┏━━

use std::fs;
use std::io::Write;

use camino::{Utf8Path, Utf8PathBuf};
use serde::Serialize;
use tracing::debug;

use crate::domain::TimeSlot;
use crate::error::RetrievalError;
use crate::paths;
use crate::raster::BandStats;

pub const HEADER: [&str; 5] = [
    "Date Range",
    "Average",
    "Minimum",
    "Maximum",
    "Standard Deviation",
];

#[derive(Debug, Clone, PartialEq, Serialize)]
pub struct SummaryRow {
    pub slot: TimeSlot,
    pub stats: BandStats,
}

impl SummaryRow {
    fn record(&self) -> [String; 5] {
        [
            self.slot.range_label(),
            self.stats.average.to_string(),
            self.stats.minimum.to_string(),
            self.stats.maximum.to_string(),
            self.stats.std_dev.to_string(),
        ]
    }
}

#[derive(Debug, Clone)]
pub struct SummaryTable {
    path: Utf8PathBuf,
}

impl SummaryTable {
    pub fn new(path: impl Into<Utf8PathBuf>) -> Self {
        Self { path: path.into() }
    }

    pub fn bootstrap(path: &Utf8Path) -> Result<Self, RetrievalError> {
        paths::create_blank_file(path)?;
        let table = Self::new(path);
        table.check_header()?;
        Ok(table)
    }

    pub fn path(&self) -> &Utf8Path {
        &self.path
    }

    fn check_header(&self) -> Result<(), RetrievalError> {
        let mut reader = csv::ReaderBuilder::new()
            .has_headers(false)
            .flexible(true)
            .from_path(self.path.as_std_path())
            .map_err(csv_error)?;
        let mut header = csv::StringRecord::new();
        if !reader.read_record(&mut header).map_err(csv_error)? {
            return Ok(());
        }
        if header.iter().eq(HEADER) {
            Ok(())
        } else {
            Err(RetrievalError::SummaryHeader {
                path: self.path.as_std_path().to_path_buf(),
                found: header.iter().collect::<Vec<_>>().join(","),
            })
        }
    }

    pub fn append_rows(&self, rows: &[SummaryRow]) -> Result<(), RetrievalError> {
        let needs_header = fs::metadata(self.path.as_std_path())
            .map(|meta| meta.len() == 0)
            .unwrap_or(true);

        let file = fs::OpenOptions::new()
            .create(true)
            .append(true)
            .open(self.path.as_std_path())
            .map_err(|err| RetrievalError::Filesystem(format!("open {}: {err}", self.path)))?;
        let mut writer = csv::Writer::from_writer(file);
        if needs_header {
            writer.write_record(HEADER).map_err(csv_error)?;
        }
        for row in rows {
            writer.write_record(row.record()).map_err(csv_error)?;
        }
        let mut file = writer
            .into_inner()
            .map_err(|err| RetrievalError::Filesystem(err.to_string()))?;
        file.flush()
            .and_then(|_| file.sync_data())
            .map_err(|err| RetrievalError::Filesystem(format!("flush {}: {err}", self.path)))?;
        Ok(())
    }

    pub fn append_row(&self, row: &SummaryRow) -> Result<(), RetrievalError> {
        self.append_rows(std::slice::from_ref(row))
    }

    pub fn resort(&self) -> Result<(), RetrievalError> {
        let mut records = self.read_records()?;
        if records.len() < 2 {
            return Ok(());
        }
        let data = records.split_off(1);
        let header = records;

        let mut keyed = data
            .into_iter()
            .map(|record| {
                let label = record.first().cloned().unwrap_or_default();
                TimeSlot::from_range_label(&label)
                    .map(|slot| (slot.start(), record))
                    .map_err(|_| RetrievalError::SummaryRow(label))
            })
            .collect::<Result<Vec<_>, RetrievalError>>()?;
        keyed.sort_by_key(|(start, _)| *start);

        let parent = self
            .path
            .parent()
            .filter(|parent| !parent.as_str().is_empty())
            .unwrap_or_else(|| Utf8Path::new("."));
        let temp = tempfile::Builder::new()
            .prefix(".srm-summary")
            .tempfile_in(parent.as_std_path())
            .map_err(|err| RetrievalError::Filesystem(err.to_string()))?;
        {
            let mut writer = csv::Writer::from_writer(temp.as_file());
            for record in header.iter().chain(keyed.iter().map(|(_, record)| record)) {
                writer.write_record(record).map_err(csv_error)?;
            }
            writer
                .flush()
                .map_err(|err| RetrievalError::Filesystem(err.to_string()))?;
        }
        temp.as_file()
            .sync_data()
            .map_err(|err| RetrievalError::Filesystem(err.to_string()))?;
        temp.persist(self.path.as_std_path())
            .map_err(|err| RetrievalError::Filesystem(err.to_string()))?;
        debug!(path = %self.path, rows = keyed.len(), "re-sorted summary table");
        Ok(())
    }

    pub fn rows(&self) -> Result<Vec<SummaryRow>, RetrievalError> {
        self.read_records()?
            .into_iter()
            .skip(1)
            .map(|record| parse_row(&record))
            .collect()
    }

    fn read_records(&self) -> Result<Vec<Vec<String>>, RetrievalError> {
        if !self.path.as_std_path().exists() {
            return Ok(Vec::new());
        }
        let mut reader = csv::ReaderBuilder::new()
            .has_headers(false)
            .flexible(true)
            .from_path(self.path.as_std_path())
            .map_err(csv_error)?;
        reader
            .records()
            .map(|record| {
                record
                    .map(|record| record.iter().map(str::to_string).collect::<Vec<_>>())
                    .map_err(csv_error)
            })
            .collect()
    }
}

fn parse_row(record: &[String]) -> Result<SummaryRow, RetrievalError> {
    let invalid = || RetrievalError::SummaryRow(record.join(","));
    if record.len() != HEADER.len() {
        return Err(invalid());
    }
    let slot = TimeSlot::from_range_label(&record[0]).map_err(|_| invalid())?;
    let number = |value: &str| value.trim().parse::<f64>().map_err(|_| invalid());
    Ok(SummaryRow {
        slot,
        stats: BandStats {
            average: number(&record[1])?,
            minimum: number(&record[2])?,
            maximum: number(&record[3])?,
            std_dev: number(&record[4])?,
        },
    })
}

fn csv_error(err: csv::Error) -> RetrievalError {
    RetrievalError::Filesystem(format!("summary table: {err}"))
}

#[cfg(test)]
mod tests {
    use super::*;

    fn row(start: &str, end: &str, average: f64) -> SummaryRow {
        SummaryRow {
            slot: TimeSlot::parse(start, end).unwrap(),
            stats: BandStats {
                average,
                minimum: 0.0,
                maximum: 1.0,
                std_dev: 0.5,
            },
        }
    }

    #[test]
    fn header_written_once() {
        let temp = tempfile::tempdir().unwrap();
        let path = Utf8PathBuf::from_path_buf(temp.path().join("data/MaxFarm_compData.csv")).unwrap();
        let table = SummaryTable::bootstrap(&path).unwrap();
        table.append_row(&row("2022-02-01", "2022-03-01", 2.0)).unwrap();
        table.append_row(&row("2022-01-01", "2022-02-01", 1.0)).unwrap();
        SummaryTable::bootstrap(&path).unwrap();

        let content = fs::read_to_string(path.as_std_path()).unwrap();
        assert_eq!(content.matches("Date Range").count(), 1);
        assert!(content.starts_with("Date Range,Average,Minimum,Maximum,Standard Deviation"));
        assert!(content.contains("\"('2022-02-01', '2022-03-01')\""));
    }

    #[test]
    fn mismatched_header_is_rejected() {
        let temp = tempfile::tempdir().unwrap();
        let path = Utf8PathBuf::from_path_buf(temp.path().join("stats.csv")).unwrap();
        fs::write(path.as_std_path(), "date,mean\n").unwrap();
        let err = SummaryTable::bootstrap(&path).unwrap_err();
        assert!(matches!(err, RetrievalError::SummaryHeader { .. }));
        assert_eq!(fs::read_to_string(path.as_std_path()).unwrap(), "date,mean\n");
    }
}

┗━━

=== TASK REQUIREMENTS ===
Pick out, from the lines above, every one that contains the string "struct".

=== TASK RESPONSE ===
pub struct SummaryRow {
pub struct SummaryTable {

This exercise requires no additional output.